Sim, mas com uma ressalva importante. Desde 2 de fevereiro de 2026, turistas e não residentes pagam 2,00€ para entrar no perímetro interno da bacia, das 9h às 22h. Ver a fonte de longe, da praça, continua gratuito. Crianças menores de 6 anos, pessoas com deficiência e um acompanhante, residentes e guias credenciados são isentos.
Precisa reservar a Galleria Borghese?
Sim, a reserva é obrigatória e sem ela você não entra. O ingresso custa 16,00€ mais 2,00€ de taxa de reserva, a visita é em turnos de duas horas e o museu fecha às segundas-feiras.
Vale a pena comprar o Roma Pass?
Vale se você for usar bastante transporte público e visitar pelo menos duas atrações pagas de valor alto. Ele custa 38,00€ na versão de 48 horas e aparece entre 58,50€ e 62,90€ na de 72 horas, com inconsistência entre páginas oficiais.
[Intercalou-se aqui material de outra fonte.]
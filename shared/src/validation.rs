//! Validation utilities for the safety training LMS
//!
//! Includes identity document rules for Colombia, Panama and Peru.

use rust_decimal::Decimal;

use crate::models::DocumentType;

// ============================================================================
// Account Validations
// ============================================================================

/// Validate email format (basic check)
pub fn validate_email(email: &str) -> Result<(), &'static str> {
    let Some((local, domain)) = email.split_once('@') else {
        return Err("Invalid email format");
    };
    if local.is_empty() || !domain.contains('.') || domain.starts_with('.') || domain.ends_with('.')
    {
        return Err("Invalid email format");
    }
    if email.chars().any(char::is_whitespace) {
        return Err("Invalid email format");
    }
    Ok(())
}

/// Validate password strength: at least 8 characters with a letter and a digit
pub fn validate_password(password: &str) -> Result<(), &'static str> {
    if password.chars().count() < 8 {
        return Err("Password must be at least 8 characters");
    }
    if !password.chars().any(|c| c.is_alphabetic()) {
        return Err("Password must contain a letter");
    }
    if !password.chars().any(|c| c.is_ascii_digit()) {
        return Err("Password must contain a digit");
    }
    Ok(())
}

/// Validate an identity document number for its type
pub fn validate_document_number(
    document_type: DocumentType,
    number: &str,
) -> Result<(), &'static str> {
    let number = number.trim();
    let len = number.len();
    match document_type {
        DocumentType::CitizenId => {
            if !(6..=10).contains(&len) || !number.chars().all(|c| c.is_ascii_digit()) {
                return Err("Citizen ID must be 6-10 digits");
            }
        }
        DocumentType::IdentityCard => {
            if !(10..=11).contains(&len) || !number.chars().all(|c| c.is_ascii_digit()) {
                return Err("Identity card must be 10-11 digits");
            }
        }
        DocumentType::ForeignerId | DocumentType::Passport => {
            if !(6..=12).contains(&len) || !number.chars().all(|c| c.is_ascii_alphanumeric()) {
                return Err("Document must be 6-12 alphanumeric characters");
            }
        }
    }
    Ok(())
}

/// Validate phone number: optional leading `+`, 7-15 digits, spaces and dashes allowed
pub fn validate_phone(phone: &str) -> Result<(), &'static str> {
    let trimmed = phone.trim();
    let body = trimmed.strip_prefix('+').unwrap_or(trimmed);
    if !body
        .chars()
        .all(|c| c.is_ascii_digit() || c == ' ' || c == '-')
    {
        return Err("Invalid phone number format");
    }
    let digits = body.chars().filter(|c| c.is_ascii_digit()).count();
    if !(7..=15).contains(&digits) {
        return Err("Phone number must have 7-15 digits");
    }
    Ok(())
}

// ============================================================================
// Content Validations
// ============================================================================

/// Validate course code: 3-30 uppercase alphanumerics or dashes, e.g. `SEG-ALT-001`
pub fn validate_course_code(code: &str) -> Result<(), &'static str> {
    if code.len() < 3 {
        return Err("Course code must be at least 3 characters");
    }
    if code.len() > 30 {
        return Err("Course code must be at most 30 characters");
    }
    if !code
        .chars()
        .all(|c| c.is_ascii_uppercase() || c.is_ascii_digit() || c == '-')
    {
        return Err("Course code must be uppercase alphanumeric or dashes");
    }
    if code.starts_with('-') || code.ends_with('-') {
        return Err("Course code cannot start or end with a dash");
    }
    Ok(())
}

/// Validate a percentage value in 0..=100
pub fn validate_percentage(value: Decimal) -> Result<(), &'static str> {
    if value < Decimal::ZERO || value > Decimal::from(100) {
        return Err("Percentage must be between 0 and 100");
    }
    Ok(())
}

/// Validate a passing score in 0..=100
pub fn validate_passing_score(score: i32) -> Result<(), &'static str> {
    if !(0..=100).contains(&score) {
        return Err("Passing score must be between 0 and 100");
    }
    Ok(())
}

/// Validate a slug (lowercase letters, digits, dashes)
pub fn validate_slug(slug: &str) -> Result<(), &'static str> {
    if slug.is_empty()
        || !slug
            .chars()
            .all(|c| c.is_ascii_lowercase() || c.is_ascii_digit() || c == '-')
    {
        return Err("Slug must be lowercase letters, digits and dashes");
    }
    Ok(())
}

#[cfg(test)]
mod tests {
    use super::*;

    #[test]
    fn test_valid_emails() {
        assert!(validate_email("ana@empresa.com.co").is_ok());
        assert!(validate_email("a.b+c@x.pe").is_ok());
    }

    #[test]
    fn test_invalid_emails() {
        assert!(validate_email("ana").is_err());
        assert!(validate_email("@x.com").is_err());
        assert!(validate_email("ana@localhost").is_err());
        assert!(validate_email("ana @x.com").is_err());
        assert!(validate_email("ana@x.").is_err());
    }

    #[test]
    fn test_password_rules() {
        assert!(validate_password("seguro123").is_ok());
        assert!(validate_password("short1").is_err());
        assert!(validate_password("sinnumeros").is_err());
        assert!(validate_password("12345678").is_err());
    }

    #[test]
    fn test_document_numbers() {
        assert!(validate_document_number(DocumentType::CitizenId, "1020304050").is_ok());
        assert!(validate_document_number(DocumentType::CitizenId, "12345").is_err());
        assert!(validate_document_number(DocumentType::CitizenId, "12AB5678").is_err());
        assert!(validate_document_number(DocumentType::Passport, "PE123456").is_ok());
        assert!(validate_document_number(DocumentType::IdentityCard, "1002003004").is_ok());
        assert!(validate_document_number(DocumentType::ForeignerId, "E-12345").is_err());
    }

    #[test]
    fn test_phone_numbers() {
        assert!(validate_phone("+57 300 123 4567").is_ok());
        assert!(validate_phone("6123-4567").is_ok());
        assert!(validate_phone("123").is_err());
        assert!(validate_phone("+57 (300) 1234567").is_err());
    }

    #[test]
    fn test_course_codes() {
        assert!(validate_course_code("SEG-ALT-001").is_ok());
        assert!(validate_course_code("AB").is_err());
        assert!(validate_course_code("seg-001").is_err());
        assert!(validate_course_code("-SEG").is_err());
    }

    #[test]
    fn test_percentage_and_score() {
        assert!(validate_percentage(Decimal::from(100)).is_ok());
        assert!(validate_percentage(Decimal::from(-1)).is_err());
        assert!(validate_passing_score(80).is_ok());
        assert!(validate_passing_score(101).is_err());
    }

    #[test]
    fn test_slugs() {
        assert!(validate_slug("first-course").is_ok());
        assert!(validate_slug("First").is_err());
        assert!(validate_slug("").is_err());
    }
}
//! Outbound notification dispatcher.
//!
//! Each tick delivers pending notifications whose quiet hours are over,
//! retries failed deliveries within the retry budget, and purges read
//! notifications past retention.

use std::time::Duration;

use sqlx::PgPool;
use tokio_util::sync::CancellationToken;

use crate::config::NotificationConfig;
use crate::external::MessagingClient;
use crate::services::NotificationService;

/// Pending notifications handled per tick
const DISPATCH_BATCH: i64 = 200;

pub async fn run(pool: PgPool, config: NotificationConfig, period: Duration, cancel: CancellationToken) {
    let gateway = MessagingClient::from_config(&config);
    if gateway.is_none() {
        tracing::warn!("No messaging gateway configured; external channels will fail");
    }
    tracing::info!(interval_secs = period.as_secs(), "Notification dispatch job started");

    let service = NotificationService::with_gateway(pool, gateway);
    let mut interval = tokio::time::interval(period);

    loop {
        tokio::select! {
            _ = cancel.cancelled() => {
                tracing::info!("Notification dispatch job stopping");
                break;
            }
            _ = interval.tick() => {
                match service.dispatch_pending(DISPATCH_BATCH).await {
                    Ok(0) => {}
                    Ok(sent) => tracing::info!(sent, "Dispatched pending notifications"),
                    Err(e) => tracing::error!(error = %e, "Notification dispatch failed"),
                }
                match service.retry_failed(config.max_retries).await {
                    Ok(0) => {}
                    Ok(sent) => tracing::info!(sent, "Retried failed notifications"),
                    Err(e) => tracing::error!(error = %e, "Notification retry failed"),
                }
                match service.delete_old(config.retention_days).await {
                    Ok(0) => {}
                    Ok(deleted) => tracing::info!(deleted, "Purged old notifications"),
                    Err(e) => tracing::error!(error = %e, "Notification purge failed"),
                }
            }
        }
    }
}
//! Periodic certificate expiry sweep.
//!
//! Marks lapsed certificates expired, expires their enrollments so the
//! worker can retrain, and sends one reminder per certificate entering
//! the warning window.

use std::time::Duration;

use sqlx::PgPool;
use tokio_util::sync::CancellationToken;

use crate::config::CertificateConfig;
use crate::services::CertificateService;

/// Run the sweep loop until `cancel` is triggered
pub async fn run(pool: PgPool, config: CertificateConfig, period: Duration, cancel: CancellationToken) {
    tracing::info!(interval_secs = period.as_secs(), "Certificate expiry job started");

    let service = CertificateService::new(pool, config);
    let mut interval = tokio::time::interval(period);

    loop {
        tokio::select! {
            _ = cancel.cancelled() => {
                tracing::info!("Certificate expiry job stopping");
                break;
            }
            _ = interval.tick() => {
                match service.expire_sweep().await {
                    Ok(sweep) if sweep.expired > 0 || sweep.reminders_sent > 0 => {
                        tracing::info!(
                            expired = sweep.expired,
                            enrollments_expired = sweep.enrollments_expired,
                            reminders_sent = sweep.reminders_sent,
                            "Certificate expiry sweep"
                        );
                    }
                    Ok(_) => tracing::debug!("Certificate expiry sweep: nothing to do"),
                    Err(e) => tracing::error!(error = %e, "Certificate expiry sweep failed"),
                }
            }
        }
    }
}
Como ir do aeroporto de Fiumicino ao centro de Roma?
O Leonardo Express leva 32 minutos direto até Termini e custa 14,00€ na bilheteria. Comprando online pela Trenitalia sai mais barato, e crianças pequenas entram na tarifa familiar. A gente pagou 40€ por 4 adultos mais uma criança de 4 anos, contra 56€ se tivéssemos comprado nas máquinas.
Roma é uma cidade segura?
Sim, na maior parte do roteiro turístico, mas é uma cidade de furto de oportunidade. Os pontos de atenção são a área da estação Termini à noite, o metrô lotado e as aglomerações da Fontana di Trevi e da Piazza Navona. Bolsa fechada na frente do corpo resolve 90% do problema.
Preciso alugar carro em Roma?
Não. O centro histórico é cheio de ZTL, com multa automática para quem entra sem autorização, e o transporte público mais a caminhada cobrem tudo. Carro só faz sentido se a viagem seguir para a Toscana ou outra região.
Roma dá para fazer com criança pequena?
Dá, mas exige ajustar o ritmo. A gente fez com uma criança de 4 anos e carrinho. As chaves foram: sair do hotel mais tarde e sem correr, café da manhã incluído, Villa Borghese como respiro no meio da viagem, e aceitar que o carrinho fica no hotel no dia do Coliseu.